Top of Excerpted data
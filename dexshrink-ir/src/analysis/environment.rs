//! Whether values computed by a method may differ between runs of the
//! program, i.e. depend on anything besides constants.

use crate::code::IrCode;
use crate::instruction::{InstrId, InstructionKind};
use crate::program::WholeProgramView;
use crate::value::ValueId;
use dexshrink_support::BitSet;

enum Dependence {
    Independent,
    /// Independent if all of these are.
    DependsOn(Vec<ValueId>),
    MayDepend,
}

/// Answers environment-dependence queries for values of one method.
///
/// Sound in the conservative direction: a value reported independent is
/// computed only from constants along every execution.
pub struct ValueMayDependOnEnvironmentAnalysis<'a, V: WholeProgramView + ?Sized> {
    view: &'a V,
    code: &'a IrCode,
}

impl<'a, V: WholeProgramView + ?Sized> ValueMayDependOnEnvironmentAnalysis<'a, V> {
    pub fn new(view: &'a V, code: &'a IrCode) -> Self {
        Self { view, code }
    }

    pub fn code(&self) -> &'a IrCode {
        self.code
    }

    pub fn value_may_depend_on_environment(&self, value: ValueId) -> bool {
        self.any_value_may_depend_on_environment([value])
    }

    pub fn any_value_may_depend_on_environment<I>(&self, values: I) -> bool
    where
        I: IntoIterator<Item = ValueId>,
    {
        let mut seen = BitSet::new_empty(self.code.num_values());
        let mut worklist = Vec::new();
        let mut enqueue = |value: ValueId, worklist: &mut Vec<ValueId>| {
            let root = self.code.aliased_value(value);
            if seen.insert(root.index()) {
                worklist.push(root);
            }
        };

        for value in values {
            enqueue(value, &mut worklist);
        }
        while let Some(value) = worklist.pop() {
            match self.classify(value) {
                Dependence::Independent => {}
                Dependence::DependsOn(operands) => {
                    for operand in operands {
                        enqueue(operand, &mut worklist);
                    }
                }
                Dependence::MayDepend => {
                    log::trace!(
                        "{}: {:?} may depend on the environment",
                        self.code.context(),
                        value
                    );
                    return true;
                }
            }
        }
        false
    }

    fn classify(&self, value: ValueId) -> Dependence {
        if let Some(inputs) = self.code.value(value).phi_inputs() {
            return Dependence::DependsOn(inputs.to_vec());
        }
        let Some(definition) = self.code.definition(value) else {
            return Dependence::MayDepend;
        };
        use InstructionKind::*;
        match &definition.kind {
            ConstNumber(_) | ConstString(_) | ConstClass(_) => Dependence::Independent,
            Move { src } | Assume { src } | CheckCast { src, .. } => {
                Dependence::DependsOn(vec![*src])
            }
            Binop { left, right, .. } | Cmp { left, right } => {
                Dependence::DependsOn(vec![*left, *right])
            }
            Unop { operand, .. } => Dependence::DependsOn(vec![*operand]),
            ArrayLength { array } => Dependence::DependsOn(vec![*array]),
            ArrayGet { array, index } => Dependence::DependsOn(vec![*array, *index]),
            NewArrayEmpty { size, .. } => self.fresh_array(value, vec![*size]),
            NewArrayFilled { elements, .. } => self.fresh_array(value, elements.clone()),
            NewArrayFilledData { .. } => self.fresh_array(value, Vec::new()),
            NewInstance { .. } => self.fresh_instance(value),
            _ => Dependence::MayDepend,
        }
    }

    /// Users of `root` and of every alias of it, or `None` when some alias
    /// flows into a phi.
    fn users_through_aliases(&self, root: ValueId) -> Option<Vec<InstrId>> {
        let mut users = Vec::new();
        let mut pending = vec![root];
        while let Some(value) = pending.pop() {
            let value = self.code.value(value);
            if value.has_phi_users() {
                return None;
            }
            for &user in &value.users {
                let instruction = self.code.instruction(user);
                match (instruction.alias_source(), instruction.out_value) {
                    (Some(_), Some(alias)) => pending.push(alias),
                    _ => users.push(user),
                }
            }
        }
        Some(users)
    }

    /// A fresh array is independent when its contents come only from the
    /// values it is created and filled with, so every user must be a local
    /// read, a store into it, or a publication into a static field.
    fn fresh_array(&self, root: ValueId, mut operands: Vec<ValueId>) -> Dependence {
        let Some(users) = self.users_through_aliases(root) else {
            return Dependence::MayDepend;
        };
        for user in users {
            match &self.code.instruction(user).kind {
                InstructionKind::ArrayPut {
                    array,
                    index,
                    value,
                } if self.code.aliased_value(*array) == root
                    && self.code.aliased_value(*value) != root =>
                {
                    operands.push(*index);
                    operands.push(*value);
                }
                InstructionKind::ArrayGet { array, .. } | InstructionKind::ArrayLength { array }
                    if self.code.aliased_value(*array) == root => {}
                InstructionKind::StaticPut { .. } => {}
                _ => return Dependence::MayDepend,
            }
        }
        Dependence::DependsOn(operands)
    }

    /// A fresh instance is independent when it is initialized exactly once
    /// by a constructor whose field values only depend on its arguments,
    /// and is otherwise only published into static fields.
    fn fresh_instance(&self, root: ValueId) -> Dependence {
        let Some(users) = self.users_through_aliases(root) else {
            return Dependence::MayDepend;
        };
        let factory = self.view.dex_item_factory();
        let mut operands = None;
        for user in users {
            let instruction = self.code.instruction(user);
            match &instruction.kind {
                InstructionKind::StaticPut { .. } => {}
                InstructionKind::Invoke {
                    method, arguments, ..
                } if instruction.is_invoke_constructor(factory)
                    && arguments.first().map(|&receiver| self.code.aliased_value(receiver))
                        == Some(root) =>
                {
                    let independent_fields = !self
                        .view
                        .method_optimization_info(method)
                        .instance_field_initialization_may_depend_on_environment();
                    let other_uses = arguments[1..]
                        .iter()
                        .any(|&argument| self.code.aliased_value(argument) == root);
                    if operands.is_some() || !independent_fields || other_uses {
                        return Dependence::MayDepend;
                    }
                    operands = Some(arguments[1..].to_vec());
                }
                _ => return Dependence::MayDepend,
            }
        }
        match operands {
            Some(operands) => Dependence::DependsOn(operands),
            None => Dependence::MayDepend,
        }
    }
}

#[cfg(test)]
mod tests {
    use super::*;
    use crate::program::AppView;
    use dexshrink_core::{DexType, MethodRef};

    fn analyze<F>(source: &str, check: F)
    where
        F: FnOnce(&ValueMayDependOnEnvironmentAnalysis<'_, AppView>, &IrCode),
    {
        let app = AppView::read_text(source).unwrap();
        let clinit = app.factory().create_class_initializer(DexType::new("LA;"));
        let code = app.method_definition(&clinit).unwrap().code.as_ref().unwrap();
        let analysis = ValueMayDependOnEnvironmentAnalysis::new(&app, code);
        check(&analysis, code);
    }

    /// The value stored by the last `sput` of the method.
    fn stored_value(code: &IrCode) -> ValueId {
        code.instructions()
            .filter_map(|instruction| match instruction.kind {
                InstructionKind::StaticPut { value, .. } => Some(value),
                _ => None,
            })
            .last()
            .unwrap()
    }

    #[test]
    fn test_constants_are_independent() {
        analyze(
            "class LA; {
               static field x I
               method static <clinit>()V {
               block0:
                 v0 = const 2
                 v1 = const 3
                 v2 = mul v0 v1
                 v3 = neg v2
                 v4 = move v3
                 sput LA;->x:I v4
                 return
               }
             }",
            |analysis, code| {
                assert!(!analysis.value_may_depend_on_environment(stored_value(code)));
            },
        );
    }

    #[test]
    fn test_invoke_result_depends_on_environment() {
        analyze(
            "class LA; {
               static field x J
               method static <clinit>()V {
               block0:
                 v0 = invoke-static Ljava/lang/System;->currentTimeMillis()J
                 v1 = const-wide 1
                 v2 = add-long v0 v1
                 sput LA;->x:J v2
                 return
               }
             }",
            |analysis, code| {
                assert!(analysis.value_may_depend_on_environment(stored_value(code)));
            },
        );
    }

    #[test]
    fn test_loop_phis_terminate() {
        analyze(
            "class LA; {
               static field x I
               method static <clinit>()V {
               block0:
                 v0 = const 0
                 v1 = const 1
                 v9 = const 10
                 goto block1
               block1:
                 v2 = phi v0 v3
                 v3 = add v2 v1
                 if-lt v3 v9 block1 block2
               block2:
                 sput LA;->x:I v3
                 return
               }
             }",
            |analysis, code| {
                assert!(!analysis.value_may_depend_on_environment(stored_value(code)));
            },
        );
    }

    #[test]
    fn test_phi_with_dependent_input() {
        analyze(
            "class LA; {
               static field x I
               static field y I
               method static <clinit>()V {
               block0:
                 v0 = sget LA;->y:I
                 if-eqz v0 block1 block2
               block1:
                 v1 = const 1
                 goto block3
               block2:
                 v2 = const 2
                 goto block3
               block3:
                 v3 = phi v1 v2
                 v4 = phi v0 v2
                 sput LA;->x:I v3
                 sput LA;->x:I v4
                 return
               }
             }",
            |analysis, code| {
                let puts: Vec<ValueId> = code
                    .instructions()
                    .filter_map(|instruction| match instruction.kind {
                        InstructionKind::StaticPut { value, .. } => Some(value),
                        _ => None,
                    })
                    .collect();
                assert!(!analysis.value_may_depend_on_environment(puts[0]));
                assert!(analysis.value_may_depend_on_environment(puts[1]));
                assert!(analysis.any_value_may_depend_on_environment(puts.iter().copied()));
                assert!(!analysis.any_value_may_depend_on_environment(std::iter::empty()));
            },
        );
    }

    #[test]
    fn test_fresh_array_filled_with_constants() {
        analyze(
            "class LA; {
               static field x [I
               method static <clinit>()V {
               block0:
                 v0 = const 2
                 v1 = new-array [I v0
                 v2 = const 0
                 v3 = const 7
                 aput v1 v2 v3
                 v4 = check-cast v1 [I
                 sput LA;->x:[I v4
                 return
               }
             }",
            |analysis, code| {
                assert!(!analysis.value_may_depend_on_environment(stored_value(code)));
            },
        );
    }

    #[test]
    fn test_fresh_array_with_escaping_use() {
        analyze(
            "class LA; {
               static field x [I
               method static <clinit>()V {
               block0:
                 v0 = const 2
                 v1 = new-array [I v0
                 invoke-static LB;->fill([I)V v1
                 sput LA;->x:[I v1
                 return
               }
             }",
            |analysis, code| {
                assert!(analysis.value_may_depend_on_environment(stored_value(code)));
            },
        );
    }

    #[test]
    fn test_fresh_array_stored_element_depends() {
        analyze(
            "class LA; {
               static field x [I
               method static <clinit>()V {
               block0:
                 v0 = const 1
                 v1 = new-array [I v0
                 v2 = const 0
                 v3 = sget LB;->y:I
                 aput v1 v2 v3
                 sput LA;->x:[I v1
                 return
               }
             }",
            |analysis, code| {
                assert!(analysis.value_may_depend_on_environment(stored_value(code)));
            },
        );
    }

    #[test]
    fn test_fresh_instance() {
        let source = "
            class LP; {
              field v I
              method <init>(I)V pure-constructor, environment-independent-fields
            }
            class LQ; {
              method <init>(I)V pure-constructor
            }
            class LA; {
              static field p LP;
              static field q LQ;
              method static <clinit>()V {
              block0:
                v0 = const 1
                v1 = new-instance LP;
                invoke-direct LP;-><init>(I)V v1 v0
                sput LA;->p:LP; v1
                v2 = new-instance LQ;
                invoke-direct LQ;-><init>(I)V v2 v0
                sput LA;->q:LQ; v2
                return
              }
            }";
        analyze(source, |analysis, code| {
            let puts: Vec<ValueId> = code
                .instructions()
                .filter_map(|instruction| match instruction.kind {
                    InstructionKind::StaticPut { value, .. } => Some(value),
                    _ => None,
                })
                .collect();
            assert!(!analysis.value_may_depend_on_environment(puts[0]));
            assert!(analysis.value_may_depend_on_environment(puts[1]));
        });
    }

    #[test]
    fn test_arguments_depend_on_environment() {
        let app = AppView::read_text(
            "class LA; {
               method static f(I)I {
               block0:
                 v0 = arg 0
                 return v0
               }
             }",
        )
        .unwrap();
        let method = MethodRef::parse("LA;->f(I)I").unwrap();
        let code = app.method_definition(&method).unwrap().code.as_ref().unwrap();
        let analysis = ValueMayDependOnEnvironmentAnalysis::new(&app, code);
        assert!(analysis.value_may_depend_on_environment(ValueId(0)));
    }
}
Bottom of Excerpted data
For each line of the listing that holds the word "seen", show that line.

● Exercise output:
        let mut seen = BitSet::new_empty(self.code.num_values());
            if seen.insert(root.index()) {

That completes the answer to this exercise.